I once hated maths. I was so bad at it that I had to see a tutor outside of my school time. But time passed and I improved, having been given the lucky privilege of an extra school year while transiting from a country to another. College came and I juggled happily with the basics of trigonometry, differential and integral calculus, and other wonderful buggers. And then I forgot it all. Such is the usefulness of our school years. (Don’t get me started on that…)

However, maths is all around us and once in a while, as adults, we run into it and suddenly remember an old friend. It’s happened to me quite a few times recently and I’ve decided to write about it because, not so surprisingly, it was photography that yielded the happy encounter. As both a technical and artistic field, photography is a good breeding ground for numbers and rules.

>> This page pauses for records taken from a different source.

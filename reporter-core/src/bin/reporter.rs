//! Reporter daemon binary

use anyhow::Context;
use reporter_core::{
    ChainScanner, Config, ExplorerClient, HttpExplorer, JsonLinesSink, LedgerAggregator,
    LedgerRecorder, MemorySink, Metrics, RocksStore, Runner, StatsRecorder, StatsSink,
};
use std::sync::Arc;
use std::time::Duration;

#[tokio::main]
async fn main() -> anyhow::Result<()> {
    // Initialize tracing
    tracing_subscriber::fmt()
        .with_env_filter(
            tracing_subscriber::EnvFilter::from_default_env()
                .add_directive(tracing::Level::INFO.into()),
        )
        .init();

    // Load configuration
    let config = match std::env::var("REPORTER_CONFIG") {
        Ok(path) => Config::from_file(&path)
            .and_then(Config::with_env_overrides)
            .with_context(|| format!("loading configuration from {}", path))?,
        Err(_) => Config::from_env().context("loading configuration from environment")?,
    };

    tracing::info!(
        service = %config.service_name,
        explorer = %config.explorer.url,
        data_dir = ?config.data_dir,
        "Starting Rivine reporter"
    );

    let explorer = Arc::new(HttpExplorer::new(&config.explorer)?);
    // Fail fast when the explorer is unreachable
    explorer
        .get_block(0)
        .await
        .with_context(|| format!("explorer at {} is not reachable", config.explorer.url))?;

    let metrics = Metrics::new()?;
    let shutdown_metrics = metrics.clone();

    let store = Arc::new(RocksStore::open(&config).context("opening balance store")?);
    let ledger = LedgerAggregator::new(store).with_metrics(metrics.clone());

    let sink: Arc<dyn StatsSink> = match &config.stats.output_path {
        Some(path) => Arc::new(
            JsonLinesSink::open(path)
                .await
                .with_context(|| format!("opening stats output {:?}", path))?,
        ),
        None => Arc::new(MemorySink::new()),
    };
    let stats = StatsRecorder::spawn(
        sink,
        config.stats.batch_size,
        Duration::from_secs(config.stats.flush_interval_secs),
    );

    let scanner = ChainScanner::new(explorer)
        .with_backoff(Duration::from_secs(config.scanner.backoff_secs))
        .with_metrics(metrics);

    let runner = Arc::new(
        Runner::new(scanner)
            .with_recorder(Arc::new(LedgerRecorder::new(Arc::new(ledger))))
            .with_recorder(stats)
            .with_start_height(config.start_height),
    );

    let mut task = tokio::spawn({
        let runner = runner.clone();
        async move { runner.run().await }
    });

    let finished = tokio::select! {
        joined = &mut task => Some(joined),
        signal = tokio::signal::ctrl_c() => {
            signal?;
            None
        }
    };

    let joined = match finished {
        Some(joined) => joined,
        None => {
            tracing::info!("Shutting down reporter");
            runner.stop();
            task.await
        }
    };

    match shutdown_metrics.encode_text() {
        Ok(snapshot) => tracing::info!(metrics = %snapshot, "Final metrics"),
        Err(e) => tracing::warn!(error = %e, "Failed to encode metrics"),
    }

    let summary = joined.context("runner task failed")??;
    tracing::info!(
        blocks = summary.blocks,
        last_height = ?summary.last_height,
        "Reporter stopped"
    );
    Ok(())
}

The number 3 has always begged for rules. Maths has its Rule of Three. That much I have remembered and I use it all the time in high stress situations. “If one black cat eats 76.4 pellets in 55 seconds, how long would it take him to eat the standard 50 pellet ration?” Scuba divers too have a Rule of Thirds. One third of your air supply to go, one third to come back, one third as a reserve. Granted, that’s a worse-case scenario, for penetrations and deep dives.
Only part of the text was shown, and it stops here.